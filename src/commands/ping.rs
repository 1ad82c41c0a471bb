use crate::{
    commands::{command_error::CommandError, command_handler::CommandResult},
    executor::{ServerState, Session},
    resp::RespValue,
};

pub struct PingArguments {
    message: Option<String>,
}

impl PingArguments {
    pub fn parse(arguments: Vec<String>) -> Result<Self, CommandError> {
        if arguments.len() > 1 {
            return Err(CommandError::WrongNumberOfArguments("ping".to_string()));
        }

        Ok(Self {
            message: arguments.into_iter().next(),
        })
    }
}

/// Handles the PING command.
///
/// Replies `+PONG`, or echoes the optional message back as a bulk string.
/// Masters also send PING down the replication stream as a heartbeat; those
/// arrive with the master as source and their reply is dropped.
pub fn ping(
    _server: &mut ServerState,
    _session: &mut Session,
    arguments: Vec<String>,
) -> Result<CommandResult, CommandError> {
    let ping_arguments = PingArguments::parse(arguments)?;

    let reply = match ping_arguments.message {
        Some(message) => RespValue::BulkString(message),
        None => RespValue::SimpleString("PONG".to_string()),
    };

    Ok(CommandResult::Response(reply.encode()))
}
* * *
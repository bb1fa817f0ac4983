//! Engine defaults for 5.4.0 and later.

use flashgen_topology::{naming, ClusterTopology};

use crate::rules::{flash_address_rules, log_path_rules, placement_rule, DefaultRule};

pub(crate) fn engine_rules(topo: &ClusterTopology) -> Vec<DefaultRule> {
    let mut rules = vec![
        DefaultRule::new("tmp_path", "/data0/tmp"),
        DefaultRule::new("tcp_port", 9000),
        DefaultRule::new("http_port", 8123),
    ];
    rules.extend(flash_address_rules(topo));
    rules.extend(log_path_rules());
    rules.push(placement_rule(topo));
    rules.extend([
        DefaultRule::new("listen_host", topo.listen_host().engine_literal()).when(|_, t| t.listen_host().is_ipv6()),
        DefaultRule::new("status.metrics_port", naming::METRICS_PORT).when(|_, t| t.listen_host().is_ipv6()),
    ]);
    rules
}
==
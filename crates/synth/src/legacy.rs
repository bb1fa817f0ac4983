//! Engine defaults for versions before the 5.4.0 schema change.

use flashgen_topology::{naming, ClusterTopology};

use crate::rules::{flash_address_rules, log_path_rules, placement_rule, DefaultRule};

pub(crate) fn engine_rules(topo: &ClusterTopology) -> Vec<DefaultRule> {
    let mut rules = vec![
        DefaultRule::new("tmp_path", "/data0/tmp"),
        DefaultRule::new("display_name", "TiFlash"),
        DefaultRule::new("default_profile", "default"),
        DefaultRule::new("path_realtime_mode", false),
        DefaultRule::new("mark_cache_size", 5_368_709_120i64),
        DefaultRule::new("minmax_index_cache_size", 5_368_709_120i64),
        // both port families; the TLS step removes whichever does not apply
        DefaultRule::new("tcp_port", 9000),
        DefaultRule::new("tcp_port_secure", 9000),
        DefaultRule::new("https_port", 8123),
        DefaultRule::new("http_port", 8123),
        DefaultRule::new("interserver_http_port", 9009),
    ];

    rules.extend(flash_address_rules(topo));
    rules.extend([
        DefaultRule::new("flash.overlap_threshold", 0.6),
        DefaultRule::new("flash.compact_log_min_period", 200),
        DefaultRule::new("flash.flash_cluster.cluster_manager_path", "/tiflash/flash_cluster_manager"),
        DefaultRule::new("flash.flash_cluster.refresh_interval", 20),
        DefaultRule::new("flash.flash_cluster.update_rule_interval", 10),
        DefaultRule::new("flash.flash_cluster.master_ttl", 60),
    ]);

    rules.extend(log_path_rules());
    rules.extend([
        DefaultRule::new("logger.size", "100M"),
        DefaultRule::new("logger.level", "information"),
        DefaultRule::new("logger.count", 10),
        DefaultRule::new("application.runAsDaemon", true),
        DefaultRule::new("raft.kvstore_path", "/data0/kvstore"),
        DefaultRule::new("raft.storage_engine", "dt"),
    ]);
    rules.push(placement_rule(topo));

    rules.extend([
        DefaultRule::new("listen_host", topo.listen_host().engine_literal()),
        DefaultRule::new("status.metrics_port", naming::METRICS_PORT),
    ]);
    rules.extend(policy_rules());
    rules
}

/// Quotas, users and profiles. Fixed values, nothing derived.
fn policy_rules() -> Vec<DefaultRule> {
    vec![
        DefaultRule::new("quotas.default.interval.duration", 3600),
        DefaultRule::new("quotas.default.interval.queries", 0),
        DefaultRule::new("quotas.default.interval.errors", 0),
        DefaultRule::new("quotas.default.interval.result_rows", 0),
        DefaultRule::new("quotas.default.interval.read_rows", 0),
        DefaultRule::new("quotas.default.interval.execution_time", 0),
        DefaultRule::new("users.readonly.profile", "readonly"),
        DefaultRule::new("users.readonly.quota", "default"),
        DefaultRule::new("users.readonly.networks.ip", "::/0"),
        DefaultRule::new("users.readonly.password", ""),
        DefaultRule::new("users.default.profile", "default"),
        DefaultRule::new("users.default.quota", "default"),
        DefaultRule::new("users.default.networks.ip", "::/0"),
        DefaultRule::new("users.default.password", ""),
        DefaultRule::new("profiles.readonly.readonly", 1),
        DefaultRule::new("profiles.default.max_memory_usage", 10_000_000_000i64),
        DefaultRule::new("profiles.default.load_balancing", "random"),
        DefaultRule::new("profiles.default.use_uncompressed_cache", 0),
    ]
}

▶ **Aim of the task**: Filter the preceding entries down to the lines with "message".

▶ **Task output**:
    message: Option<String>,
            message: arguments.into_iter().next(),
/// Replies `+PONG`, or echoes the optional message back as a bulk string.
    let reply = match ping_arguments.message {
        Some(message) => RespValue::BulkString(message),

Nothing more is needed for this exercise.